Ang Peng Siong (; born 27 October 1962 in Singapore) is a swimmer from Singapore, who once held World Number 1 ranking in the 50 m freestyle. As of 2012, he is Singapore's Swimming National Head Coach.

Ang was ranked fifth in a list of Singapore's 50 Greatest Athletes of the Century by The Straits Times in 1999.

Biography

Ang learned to swim at the age of five, taught by his father at the Farrer Park Swimming Complex, Ang Teck Bee (Chinese: 洪德美).

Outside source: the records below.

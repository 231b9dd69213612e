//! Mining workers: fetch block templates from a node, mine them with a
//! `pow-core` backend and submit solutions.
//!
//! This crate provides:
//! - Settings loaded from JSON with defaults per network
//! - JSON-RPC envelopes over a caller-supplied transport
//! - The per-worker fetch, mine and submit loop
//! - A runner for several workers sharing one hash counter

use std::sync::atomic::{AtomicBool, Ordering};
use std::sync::Arc;
use std::thread;
use std::time::{Duration, Instant};

use pow_core::{Miner, MinerRegistry};
use tracing::info;

pub mod config;
pub mod error;
pub mod rpc;
pub mod stats;
pub mod worker;

pub use config::Settings;
pub use error::{Result, WorkerError};
pub use rpc::{RpcClient, SolutionSubmitter, SubmitOutcome, TemplateProvider, Transport};
pub use stats::{format_hash_rate, HashRate, MiningStats};
pub use worker::{CycleOutcome, Worker, WorkerConfig, WorkerSummary, MAX_WORKERS};

/// Granularity of the reporter's stop checks.
const REPORT_POLL: Duration = Duration::from_millis(50);

/// Outcome of [`run_workers`].
#[derive(Debug)]
pub struct RunSummary {
    /// One entry per worker, in worker order.
    pub workers: Vec<Result<WorkerSummary>>,
    pub stats: MiningStats,
}

/// Run `settings.workers` workers on scoped threads until `stop` is set or
/// every worker has given up.
///
/// `connect` builds the node connection for each worker id from the
/// settings, typically a [`RpcClient`] whose transport posts to
/// [`Settings::rpc_url`] with `rpc_user` and `rpc_password`. Backends come
/// from the installed global [`MinerRegistry`]; an unknown `miner_type` or a
/// bad payout address fails before any thread starts.
pub fn run_workers<N, F>(settings: &Settings, connect: F, stop: Arc<AtomicBool>) -> Result<RunSummary>
where
    N: TemplateProvider + SolutionSubmitter + Send,
    F: Fn(usize, &Settings) -> N,
{
    settings.validate()?;
    let payout = settings.payout()?;
    let registry = MinerRegistry::global()?;
    let miners = (0..settings.workers)
        .map(|_| registry.create_instance(&settings.miner_type).map(Miner::new))
        .collect::<std::result::Result<Vec<_>, _>>()?;

    info!(
        workers = settings.workers,
        miner_type = %settings.miner_type,
        network = %settings.network,
        payout = %payout.display,
        "starting workers"
    );

    let hash_rate = HashRate::new();
    let config = WorkerConfig::from(settings);
    let finished = AtomicBool::new(false);

    let workers = thread::scope(|scope| {
        let handles: Vec<_> = miners
            .into_iter()
            .enumerate()
            .map(|(id, miner)| {
                let mut worker = Worker::new(
                    id,
                    connect(id, settings),
                    miner,
                    payout.pubkey_hash,
                    config,
                    hash_rate.clone(),
                    Arc::clone(&stop),
                );
                scope.spawn(move || worker.run())
            })
            .collect();

        scope.spawn(|| report(&hash_rate, settings.report_interval(), &finished, &stop));

        let results: Vec<_> = handles
            .into_iter()
            .enumerate()
            .map(|(id, handle)| handle.join().unwrap_or_else(|_| Err(WorkerError::Panicked(id))))
            .collect();
        finished.store(true, Ordering::Relaxed);
        results
    });

    let stats = hash_rate.snapshot();
    info!(
        total_hashes = stats.total_hashes,
        rate = %stats.format_hash_rate(),
        "workers finished"
    );
    Ok(RunSummary { workers, stats })
}

/// Log the shared hash rate every `interval` until the workers finish.
fn report(hash_rate: &HashRate, interval: Duration, finished: &AtomicBool, stop: &AtomicBool) {
    let mut last = Instant::now();
    while !finished.load(Ordering::Relaxed) && !stop.load(Ordering::Relaxed) {
        thread::sleep(REPORT_POLL);
        if !interval.is_zero() && last.elapsed() >= interval {
            let stats = hash_rate.snapshot();
            info!(
                total_hashes = stats.total_hashes,
                rate = %stats.format_hash_rate(),
                "hash rate"
            );
            last = Instant::now();
        }
    }
}
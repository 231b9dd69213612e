//! Low-level wire encoding: little-endian integers and Bitcoin varints.
//!
//! Everything is encoded as raw bytes; the hex text exchanged with a node is
//! produced only at the outer edges (`to_hex` / `from_hex` on the message
//! types).

use thiserror::Error;

use crate::sha256::RawDigest;

/// Largest script accepted from the wire.
pub const MAX_SCRIPT_SIZE: usize = 10_000;

/// Wire format errors.
#[derive(Debug, Clone, PartialEq, Error)]
pub enum CodecError {
    #[error("invalid hex: {0}")]
    InvalidHex(#[from] hex::FromHexError),

    #[error("unexpected end of input: needed {needed} bytes, {remaining} remaining")]
    UnexpectedEof { needed: usize, remaining: usize },

    #[error("non-canonical varint: prefix {prefix:#04x} carries value {value}")]
    NonCanonicalVarInt { prefix: u8, value: u64 },

    #[error("digest must be 32 bytes, got {0}")]
    InvalidDigestLength(usize),

    #[error("script of {0} bytes exceeds the 10000 byte limit")]
    ScriptTooLarge(u64),

    #[error("push of {0} bytes exceeds the 75 byte direct push limit")]
    PushTooLong(usize),

    #[error("count {0} does not fit in memory")]
    CountTooLarge(u64),

    #[error("{0} trailing bytes after message")]
    TrailingBytes(usize),

    #[error("witness serialization is not supported")]
    WitnessUnsupported,

    #[error("transaction is not a coinbase with an extranonce slot")]
    MissingExtraNonce,
}

/// Append a variable-length integer (Bitcoin compact size).
pub fn write_varint(output: &mut Vec<u8>, value: u64) {
    if value < 0xfd {
        output.push(value as u8);
    } else if value <= 0xffff {
        output.push(0xfd);
        output.extend_from_slice(&(value as u16).to_le_bytes());
    } else if value <= 0xffff_ffff {
        output.push(0xfe);
        output.extend_from_slice(&(value as u32).to_le_bytes());
    } else {
        output.push(0xff);
        output.extend_from_slice(&value.to_le_bytes());
    }
}

/// Length-prefix `bytes` with a varint.
pub fn write_var_bytes(output: &mut Vec<u8>, bytes: &[u8]) {
    write_varint(output, bytes.len() as u64);
    output.extend_from_slice(bytes);
}

/// Parse a 32-byte digest from a slice of exactly that length.
pub fn digest_from_slice(bytes: &[u8]) -> Result<RawDigest, CodecError> {
    bytes
        .try_into()
        .map_err(|_| CodecError::InvalidDigestLength(bytes.len()))
}

/// Forward-only cursor over a byte buffer.
#[derive(Debug)]
pub struct Reader<'a> {
    data: &'a [u8],
    pos: usize,
}

impl<'a> Reader<'a> {
    pub fn new(data: &'a [u8]) -> Self {
        Reader { data, pos: 0 }
    }

    /// Bytes not yet consumed.
    pub fn remaining(&self) -> usize {
        self.data.len() - self.pos
    }

    /// Look at the next byte without consuming it.
    pub fn peek_u8(&self) -> Option<u8> {
        self.data.get(self.pos).copied()
    }

    /// Fail unless every byte was consumed.
    pub fn finish(self) -> Result<(), CodecError> {
        match self.remaining() {
            0 => Ok(()),
            n => Err(CodecError::TrailingBytes(n)),
        }
    }

    pub fn read_bytes(&mut self, len: usize) -> Result<&'a [u8], CodecError> {
        let remaining = self.remaining();
        if len > remaining {
            return Err(CodecError::UnexpectedEof {
                needed: len,
                remaining,
            });
        }
        let bytes = &self.data[self.pos..self.pos + len];
        self.pos += len;
        Ok(bytes)
    }

    fn read_array<const N: usize>(&mut self) -> Result<[u8; N], CodecError> {
        let mut out = [0u8; N];
        out.copy_from_slice(self.read_bytes(N)?);
        Ok(out)
    }

    pub fn read_u8(&mut self) -> Result<u8, CodecError> {
        Ok(self.read_array::<1>()?[0])
    }

    pub fn read_u16(&mut self) -> Result<u16, CodecError> {
        Ok(u16::from_le_bytes(self.read_array()?))
    }

    pub fn read_u32(&mut self) -> Result<u32, CodecError> {
        Ok(u32::from_le_bytes(self.read_array()?))
    }

    pub fn read_i32(&mut self) -> Result<i32, CodecError> {
        Ok(i32::from_le_bytes(self.read_array()?))
    }

    pub fn read_u64(&mut self) -> Result<u64, CodecError> {
        Ok(u64::from_le_bytes(self.read_array()?))
    }

    pub fn read_digest(&mut self) -> Result<RawDigest, CodecError> {
        self.read_array()
    }

    /// Read a compact-size integer, rejecting encodings that are longer
    /// than necessary.
    pub fn read_varint(&mut self) -> Result<u64, CodecError> {
        let prefix = self.read_u8()?;
        let (value, minimum) = match prefix {
            0xfd => (self.read_u16()? as u64, 0xfd),
            0xfe => (self.read_u32()? as u64, 0x1_0000),
            0xff => (self.read_u64()?, 0x1_0000_0000),
            small => return Ok(small as u64),
        };
        if value < minimum {
            return Err(CodecError::NonCanonicalVarInt { prefix, value });
        }
        Ok(value)
    }

    /// Read a varint element count, bounded by the bytes left to read so a
    /// hostile count cannot trigger a huge allocation.
    pub fn read_count(&mut self) -> Result<usize, CodecError> {
        let count = self.read_varint()?;
        if count > self.remaining() as u64 {
            return Err(CodecError::CountTooLarge(count));
        }
        Ok(count as usize)
    }

    /// Read varint-length-prefixed script bytes.
    pub fn read_script_bytes(&mut self) -> Result<&'a [u8], CodecError> {
        let len = self.read_varint()?;
        if len > MAX_SCRIPT_SIZE as u64 {
            return Err(CodecError::ScriptTooLarge(len));
        }
        self.read_bytes(len as usize)
    }
}
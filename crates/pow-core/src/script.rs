//! Script byte sequences built from opcodes and direct data pushes.

use std::ops::Deref;

use crate::codec::CodecError;

pub const OP_0: u8 = 0x00;
pub const OP_DUP: u8 = 0x76;
pub const OP_EQUALVERIFY: u8 = 0x88;
pub const OP_HASH160: u8 = 0xa9;
pub const OP_CHECKSIG: u8 = 0xac;

/// Longest push expressible with a single direct-push opcode.
pub const MAX_DIRECT_PUSH: usize = 75;

/// A raw script.
#[derive(Debug, Clone, Default, PartialEq, Eq, Hash)]
pub struct Script(Vec<u8>);

impl Script {
    pub fn new() -> Self {
        Script(Vec::new())
    }

    /// Wrap bytes read from the wire without interpretation.
    pub fn from_bytes(bytes: Vec<u8>) -> Self {
        Script(bytes)
    }

    pub fn as_bytes(&self) -> &[u8] {
        &self.0
    }

    pub fn into_bytes(self) -> Vec<u8> {
        self.0
    }

    pub(crate) fn bytes_mut(&mut self) -> &mut [u8] {
        &mut self.0
    }

    /// Append a bare opcode.
    pub fn push_opcode(&mut self, opcode: u8) -> &mut Self {
        self.0.push(opcode);
        self
    }

    /// Push literal data behind a one-byte length prefix.
    pub fn push_data(&mut self, data: &[u8]) -> Result<&mut Self, CodecError> {
        if data.len() > MAX_DIRECT_PUSH {
            return Err(CodecError::PushTooLong(data.len()));
        }
        self.0.push(data.len() as u8);
        self.0.extend_from_slice(data);
        Ok(self)
    }

    /// Push an integer using its minimal script-number encoding.
    pub fn push_int(&mut self, value: i64) -> &mut Self {
        let bytes = encode_script_num(value);
        // At most 9 bytes, always a valid direct push.
        self.0.push(bytes.len() as u8);
        self.0.extend_from_slice(&bytes);
        self
    }

    /// Standard pay-to-pubkey-hash output script:
    /// `OP_DUP OP_HASH160 <20-byte-hash> OP_EQUALVERIFY OP_CHECKSIG`.
    pub fn p2pkh(pubkey_hash: &[u8; 20]) -> Self {
        let mut script = Vec::with_capacity(25);
        script.push(OP_DUP);
        script.push(OP_HASH160);
        script.push(0x14); // Push 20 bytes
        script.extend_from_slice(pubkey_hash);
        script.push(OP_EQUALVERIFY);
        script.push(OP_CHECKSIG);
        Script(script)
    }
}

impl Deref for Script {
    type Target = [u8];

    fn deref(&self) -> &[u8] {
        &self.0
    }
}

impl AsRef<[u8]> for Script {
    fn as_ref(&self) -> &[u8] {
        &self.0
    }
}

/// Encode an integer as a minimal little-endian script number.
///
/// The most significant byte carries the sign bit, so a magnitude whose top
/// byte already has 0x80 set gets an extra byte. Zero encodes as no bytes.
pub fn encode_script_num(value: i64) -> Vec<u8> {
    if value == 0 {
        return Vec::new();
    }

    let negative = value < 0;
    let mut magnitude = value.unsigned_abs();
    let mut bytes = Vec::with_capacity(9);
    while magnitude > 0 {
        bytes.push((magnitude & 0xff) as u8);
        magnitude >>= 8;
    }

    let top = bytes.len() - 1;
    if bytes[top] & 0x80 != 0 {
        bytes.push(if negative { 0x80 } else { 0x00 });
    } else if negative {
        bytes[top] |= 0x80;
    }

    bytes
}
//! Byte-array hashing helpers built on the [`Sha256`] engine.

use crate::sha256::{RawDigest, Sha256};

/// Bitcoin's double SHA256: SHA256(SHA256(data)).
///
/// This is used for block header hashing, transaction IDs, merkle nodes and
/// Base58Check checksums.
#[inline]
pub fn double_sha256(data: &[u8]) -> RawDigest {
    Sha256::double_hash(data).to_bytes()
}

/// Single SHA256 hash.
#[inline]
pub fn sha256(data: &[u8]) -> RawDigest {
    Sha256::hash(data).to_bytes()
}

/// Reverse the byte order of a 32-byte array.
///
/// Bitcoin displays hashes in reverse byte order.
#[inline]
pub fn reverse_bytes(bytes: &RawDigest) -> RawDigest {
    let mut reversed = *bytes;
    reversed.reverse();
    reversed
}

/// Convert a hash to its display format (reversed hex).
pub fn hash_to_display_hex(hash: &RawDigest) -> String {
    hex::encode(reverse_bytes(hash))
}

#[cfg(test)]
mod tests {
    use super::*;

    #[test]
    fn test_double_sha256() {
        // Test vector: SHA256d("hello")
        let hash = double_sha256(b"hello");
        assert_eq!(
            hex::encode(hash),
            "9595c9df90075148eb06860365df33584b75bff782a510c6cd4883a419833d50"
        );
    }

    #[test]
    fn test_double_sha256_is_sha256_twice() {
        assert_eq!(double_sha256(b""), sha256(&sha256(b"")));
    }

    #[test]
    fn test_reverse_bytes() {
        let mut original = [0u8; 32];
        for (i, byte) in original.iter_mut().enumerate() {
            *byte = i as u8 + 1;
        }
        let reversed = reverse_bytes(&original);

        assert_eq!(reversed[0], 0x20);
        assert_eq!(reversed[31], 0x01);
    }

    #[test]
    fn test_display_hex() {
        let mut hash = [0u8; 32];
        hash[31] = 0xab;
        assert!(hash_to_display_hex(&hash).starts_with("ab00"));
    }
}
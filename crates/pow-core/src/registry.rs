//! Process-wide table of miner backends, keyed by type name.
//!
//! Registration happens on an owned [`MinerRegistry`] which is then installed
//! once; after that the table is read-only.

use std::collections::BTreeMap;
use std::sync::OnceLock;

use thiserror::Error;
use tracing::{debug, info};

use crate::miner::{CpuMiner, MinerBackend};

static REGISTRY: OnceLock<MinerRegistry> = OnceLock::new();

/// Produces a fresh backend instance.
pub type BackendFactory = fn() -> Box<dyn MinerBackend>;

/// Registry errors.
#[derive(Debug, Clone, PartialEq, Eq, Error)]
pub enum MinerError {
    #[error("no miner backend registered as {0:?}")]
    BackendNotFound(String),

    #[error("miner backend {0:?} is already registered")]
    DuplicateBackend(&'static str),

    #[error("miner registry has not been installed")]
    RegistryNotInitialized,

    #[error("miner registry is already installed")]
    RegistryAlreadyInitialized,
}

/// Backend name to factory table.
#[derive(Debug, Clone, Default)]
pub struct MinerRegistry {
    factories: BTreeMap<&'static str, BackendFactory>,
}

impl MinerRegistry {
    /// An empty registry.
    pub fn new() -> Self {
        Self::default()
    }

    /// A registry holding every backend shipped with this crate.
    pub fn with_builtin_backends() -> Self {
        let mut registry = Self::new();
        registry.factories.insert(CpuMiner::NAME, cpu_backend);
        registry
    }

    /// Associate `name` with `factory`. Each name can be registered once.
    pub fn register(&mut self, name: &'static str, factory: BackendFactory) -> Result<(), MinerError> {
        if self.factories.contains_key(name) {
            return Err(MinerError::DuplicateBackend(name));
        }
        self.factories.insert(name, factory);
        debug!(backend = name, "registered miner backend");
        Ok(())
    }

    /// Build a new instance of the backend registered as `name`.
    pub fn create_instance(&self, name: &str) -> Result<Box<dyn MinerBackend>, MinerError> {
        self.factories
            .get(name)
            .map(|factory| factory())
            .ok_or_else(|| MinerError::BackendNotFound(name.to_string()))
    }

    /// Registered names in sorted order.
    pub fn types(&self) -> Vec<&'static str> {
        self.factories.keys().copied().collect()
    }

    /// Make this the process-wide registry.
    pub fn install(self) -> Result<&'static MinerRegistry, MinerError> {
        let types = self.types();
        REGISTRY
            .set(self)
            .map_err(|_| MinerError::RegistryAlreadyInitialized)?;
        info!(?types, "installed miner registry");
        Self::global()
    }

    /// The installed process-wide registry.
    pub fn global() -> Result<&'static MinerRegistry, MinerError> {
        REGISTRY.get().ok_or(MinerError::RegistryNotInitialized)
    }
}

fn cpu_backend() -> Box<dyn MinerBackend> {
    Box::new(CpuMiner::new())
}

The senior Ang was an athlete who represented Singapore in Judo at the 1964 Tokyo Olympic Games.  He graduated from the University of Houston in 1985 and studied at Anglo-Chinese Junior School, Anderson Secondary School and Anglo-Chinese School.

Ang first represented Singapore at the 1977 Southeast Asian Games in Kuala Lumpur, where he won a silver medal in the 4 × 100 m freestyle relay.

His first major international competition was the Hawaii International Invitational Swimming Championship, an event which included many top swimmers from countries that boycotted the 1980 Summer Olympic Games in Moscow. He clocked a personal best timing of 23.22 seconds in the 50 m freestyle, placing fourth in the meet. As a result of his performance in Hawaii, Ang received an offer for a full athletic scholarship from American swimming coaches Phil Hansel and Jim Montgomery to study physical education at the University of Houston.

World's fastest Swimmer
In 1982, at the US Swimming Championships, Ang won the 50 m freestyle in 22.69 seconds. Ang represented Singapore at the 1982 Asian Games in New Delhi, and won gold in the 100 m freestyle. He was presented with the 'World's Fastest Swimmer' award for 1982.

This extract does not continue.